**Task brief:**
Where in the entries below does "DocComment" appear? Copy every line that has it.

**Stored data:**
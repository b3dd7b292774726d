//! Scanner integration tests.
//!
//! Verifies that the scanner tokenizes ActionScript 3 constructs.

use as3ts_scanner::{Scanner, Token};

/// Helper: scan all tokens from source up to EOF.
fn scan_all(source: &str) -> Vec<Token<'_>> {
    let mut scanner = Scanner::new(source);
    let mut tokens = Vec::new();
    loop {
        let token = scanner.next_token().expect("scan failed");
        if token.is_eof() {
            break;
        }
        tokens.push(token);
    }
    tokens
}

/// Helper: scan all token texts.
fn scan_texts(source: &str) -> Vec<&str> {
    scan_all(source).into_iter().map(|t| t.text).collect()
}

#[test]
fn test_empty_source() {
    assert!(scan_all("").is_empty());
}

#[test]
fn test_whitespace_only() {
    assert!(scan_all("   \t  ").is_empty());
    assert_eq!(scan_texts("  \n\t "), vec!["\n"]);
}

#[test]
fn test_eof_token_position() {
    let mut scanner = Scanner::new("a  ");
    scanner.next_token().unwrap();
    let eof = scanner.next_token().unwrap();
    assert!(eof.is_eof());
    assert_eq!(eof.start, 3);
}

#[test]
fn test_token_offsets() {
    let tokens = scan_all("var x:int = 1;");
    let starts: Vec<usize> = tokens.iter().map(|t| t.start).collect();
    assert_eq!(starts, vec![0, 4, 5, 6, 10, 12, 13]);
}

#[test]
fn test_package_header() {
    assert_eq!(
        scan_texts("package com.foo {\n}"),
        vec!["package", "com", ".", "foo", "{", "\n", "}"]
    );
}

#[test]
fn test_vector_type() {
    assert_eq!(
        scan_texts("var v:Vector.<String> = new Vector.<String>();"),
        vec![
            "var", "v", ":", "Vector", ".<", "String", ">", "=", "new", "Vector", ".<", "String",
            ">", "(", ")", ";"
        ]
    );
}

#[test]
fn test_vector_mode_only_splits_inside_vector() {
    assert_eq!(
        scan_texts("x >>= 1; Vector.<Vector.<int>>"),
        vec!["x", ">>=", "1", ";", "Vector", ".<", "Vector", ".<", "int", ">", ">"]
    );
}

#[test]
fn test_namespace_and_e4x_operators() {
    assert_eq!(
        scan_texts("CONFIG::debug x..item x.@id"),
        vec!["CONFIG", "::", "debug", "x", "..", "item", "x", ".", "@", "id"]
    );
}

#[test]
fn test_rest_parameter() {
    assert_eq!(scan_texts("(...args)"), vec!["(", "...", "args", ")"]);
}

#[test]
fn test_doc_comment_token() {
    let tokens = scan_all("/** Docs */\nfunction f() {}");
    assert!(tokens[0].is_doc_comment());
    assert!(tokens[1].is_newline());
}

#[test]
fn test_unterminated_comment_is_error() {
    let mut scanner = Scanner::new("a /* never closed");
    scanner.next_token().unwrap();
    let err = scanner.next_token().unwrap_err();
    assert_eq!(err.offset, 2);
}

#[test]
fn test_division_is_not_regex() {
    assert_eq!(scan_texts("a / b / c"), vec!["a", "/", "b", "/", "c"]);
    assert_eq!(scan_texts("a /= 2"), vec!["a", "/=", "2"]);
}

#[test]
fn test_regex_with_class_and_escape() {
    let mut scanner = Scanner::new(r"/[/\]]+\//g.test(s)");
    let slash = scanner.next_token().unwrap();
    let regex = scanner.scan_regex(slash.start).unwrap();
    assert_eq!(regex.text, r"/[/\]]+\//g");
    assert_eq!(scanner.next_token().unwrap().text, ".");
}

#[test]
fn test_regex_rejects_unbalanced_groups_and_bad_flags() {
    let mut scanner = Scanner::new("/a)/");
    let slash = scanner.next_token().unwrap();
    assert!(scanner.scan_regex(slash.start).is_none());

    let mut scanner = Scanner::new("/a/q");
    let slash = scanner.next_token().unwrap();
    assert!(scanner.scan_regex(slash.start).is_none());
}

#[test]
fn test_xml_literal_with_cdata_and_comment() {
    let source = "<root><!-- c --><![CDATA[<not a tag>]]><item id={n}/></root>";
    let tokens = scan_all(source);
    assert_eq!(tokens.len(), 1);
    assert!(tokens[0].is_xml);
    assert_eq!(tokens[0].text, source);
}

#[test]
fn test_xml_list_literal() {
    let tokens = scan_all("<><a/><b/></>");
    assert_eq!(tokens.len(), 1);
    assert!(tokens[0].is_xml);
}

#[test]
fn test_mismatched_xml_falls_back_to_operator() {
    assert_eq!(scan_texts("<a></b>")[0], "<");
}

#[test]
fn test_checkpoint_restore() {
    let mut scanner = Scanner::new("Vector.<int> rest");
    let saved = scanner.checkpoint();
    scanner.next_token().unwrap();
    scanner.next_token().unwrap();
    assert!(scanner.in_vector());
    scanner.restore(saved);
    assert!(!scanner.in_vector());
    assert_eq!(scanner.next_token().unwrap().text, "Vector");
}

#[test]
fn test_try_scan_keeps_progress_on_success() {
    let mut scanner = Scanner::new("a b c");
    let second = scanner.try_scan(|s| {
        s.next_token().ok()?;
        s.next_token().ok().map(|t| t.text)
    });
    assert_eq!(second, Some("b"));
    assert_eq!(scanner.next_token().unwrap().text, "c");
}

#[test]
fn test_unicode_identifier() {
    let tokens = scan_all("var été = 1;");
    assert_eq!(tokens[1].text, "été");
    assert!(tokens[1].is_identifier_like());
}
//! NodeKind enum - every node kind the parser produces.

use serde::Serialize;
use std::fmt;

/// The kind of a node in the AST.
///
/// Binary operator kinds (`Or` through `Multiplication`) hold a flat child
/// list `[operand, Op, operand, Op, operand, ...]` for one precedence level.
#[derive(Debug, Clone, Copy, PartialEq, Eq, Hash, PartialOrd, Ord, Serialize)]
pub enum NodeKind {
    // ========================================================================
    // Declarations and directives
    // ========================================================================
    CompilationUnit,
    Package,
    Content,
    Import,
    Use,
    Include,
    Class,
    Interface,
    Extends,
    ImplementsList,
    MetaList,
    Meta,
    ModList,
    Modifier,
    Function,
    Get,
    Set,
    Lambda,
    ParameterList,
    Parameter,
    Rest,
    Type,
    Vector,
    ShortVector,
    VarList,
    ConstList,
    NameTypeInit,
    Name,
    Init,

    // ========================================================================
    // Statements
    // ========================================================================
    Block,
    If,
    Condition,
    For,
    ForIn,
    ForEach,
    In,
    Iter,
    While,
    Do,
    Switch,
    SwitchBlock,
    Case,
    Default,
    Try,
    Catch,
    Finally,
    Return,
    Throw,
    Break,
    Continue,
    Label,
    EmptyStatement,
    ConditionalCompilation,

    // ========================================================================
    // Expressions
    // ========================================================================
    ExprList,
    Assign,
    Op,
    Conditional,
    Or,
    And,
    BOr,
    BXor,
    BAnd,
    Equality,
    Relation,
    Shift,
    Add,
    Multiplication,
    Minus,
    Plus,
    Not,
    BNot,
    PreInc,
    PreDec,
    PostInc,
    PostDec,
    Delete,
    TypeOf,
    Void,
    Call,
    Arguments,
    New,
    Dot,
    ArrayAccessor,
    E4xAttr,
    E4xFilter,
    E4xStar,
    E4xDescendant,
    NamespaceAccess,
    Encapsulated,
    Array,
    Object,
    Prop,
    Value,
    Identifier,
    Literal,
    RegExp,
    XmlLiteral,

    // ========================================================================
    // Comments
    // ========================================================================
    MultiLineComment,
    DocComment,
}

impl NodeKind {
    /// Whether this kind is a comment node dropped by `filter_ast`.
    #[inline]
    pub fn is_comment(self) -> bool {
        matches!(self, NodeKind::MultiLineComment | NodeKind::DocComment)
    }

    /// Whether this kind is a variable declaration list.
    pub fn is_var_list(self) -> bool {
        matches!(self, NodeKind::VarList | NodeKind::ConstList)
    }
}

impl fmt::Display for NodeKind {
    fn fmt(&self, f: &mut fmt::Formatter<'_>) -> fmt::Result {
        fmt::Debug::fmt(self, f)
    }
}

==

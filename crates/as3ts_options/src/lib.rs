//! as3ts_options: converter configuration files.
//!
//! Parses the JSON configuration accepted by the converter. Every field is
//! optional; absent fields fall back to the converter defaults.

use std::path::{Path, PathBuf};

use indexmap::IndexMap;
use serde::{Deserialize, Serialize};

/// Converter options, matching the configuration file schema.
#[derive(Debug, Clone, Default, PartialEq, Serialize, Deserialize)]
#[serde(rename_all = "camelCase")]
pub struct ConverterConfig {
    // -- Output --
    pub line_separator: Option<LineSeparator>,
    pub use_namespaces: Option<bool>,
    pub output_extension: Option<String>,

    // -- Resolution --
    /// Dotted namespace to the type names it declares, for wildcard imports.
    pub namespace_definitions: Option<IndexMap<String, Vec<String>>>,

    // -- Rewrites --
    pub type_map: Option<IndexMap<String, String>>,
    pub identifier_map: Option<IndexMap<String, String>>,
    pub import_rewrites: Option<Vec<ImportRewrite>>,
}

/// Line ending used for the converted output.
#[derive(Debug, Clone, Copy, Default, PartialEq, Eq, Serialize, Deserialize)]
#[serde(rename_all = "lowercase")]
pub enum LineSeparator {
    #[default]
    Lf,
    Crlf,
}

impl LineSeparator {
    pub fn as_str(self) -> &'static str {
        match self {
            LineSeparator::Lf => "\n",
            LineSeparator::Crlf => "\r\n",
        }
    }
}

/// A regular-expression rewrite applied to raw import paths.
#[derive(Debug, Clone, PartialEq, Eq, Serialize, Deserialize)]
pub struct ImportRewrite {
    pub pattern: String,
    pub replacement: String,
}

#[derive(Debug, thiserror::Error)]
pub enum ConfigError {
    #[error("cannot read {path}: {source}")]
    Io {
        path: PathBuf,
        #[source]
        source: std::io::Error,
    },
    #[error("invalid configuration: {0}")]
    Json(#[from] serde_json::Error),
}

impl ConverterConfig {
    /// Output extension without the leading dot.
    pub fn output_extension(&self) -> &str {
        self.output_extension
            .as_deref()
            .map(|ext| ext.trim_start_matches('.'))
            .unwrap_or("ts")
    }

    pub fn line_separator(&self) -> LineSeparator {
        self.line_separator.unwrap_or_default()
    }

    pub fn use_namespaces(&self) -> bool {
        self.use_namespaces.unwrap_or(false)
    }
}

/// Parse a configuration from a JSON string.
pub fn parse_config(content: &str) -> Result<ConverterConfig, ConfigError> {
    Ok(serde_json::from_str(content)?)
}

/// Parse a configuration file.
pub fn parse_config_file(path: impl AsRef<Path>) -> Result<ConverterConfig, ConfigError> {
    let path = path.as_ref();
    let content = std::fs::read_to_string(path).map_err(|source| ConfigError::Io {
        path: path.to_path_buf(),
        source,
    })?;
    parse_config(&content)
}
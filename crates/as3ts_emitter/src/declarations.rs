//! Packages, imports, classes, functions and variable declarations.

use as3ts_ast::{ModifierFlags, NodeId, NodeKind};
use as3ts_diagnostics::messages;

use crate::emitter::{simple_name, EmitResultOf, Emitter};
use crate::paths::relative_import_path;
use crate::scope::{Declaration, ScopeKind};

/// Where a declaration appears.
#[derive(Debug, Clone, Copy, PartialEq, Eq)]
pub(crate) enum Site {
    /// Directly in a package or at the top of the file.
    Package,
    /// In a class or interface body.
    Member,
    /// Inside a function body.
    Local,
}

**Result for this exercise:**
    DocComment,
        matches!(self, NodeKind::MultiLineComment | NodeKind::DocComment)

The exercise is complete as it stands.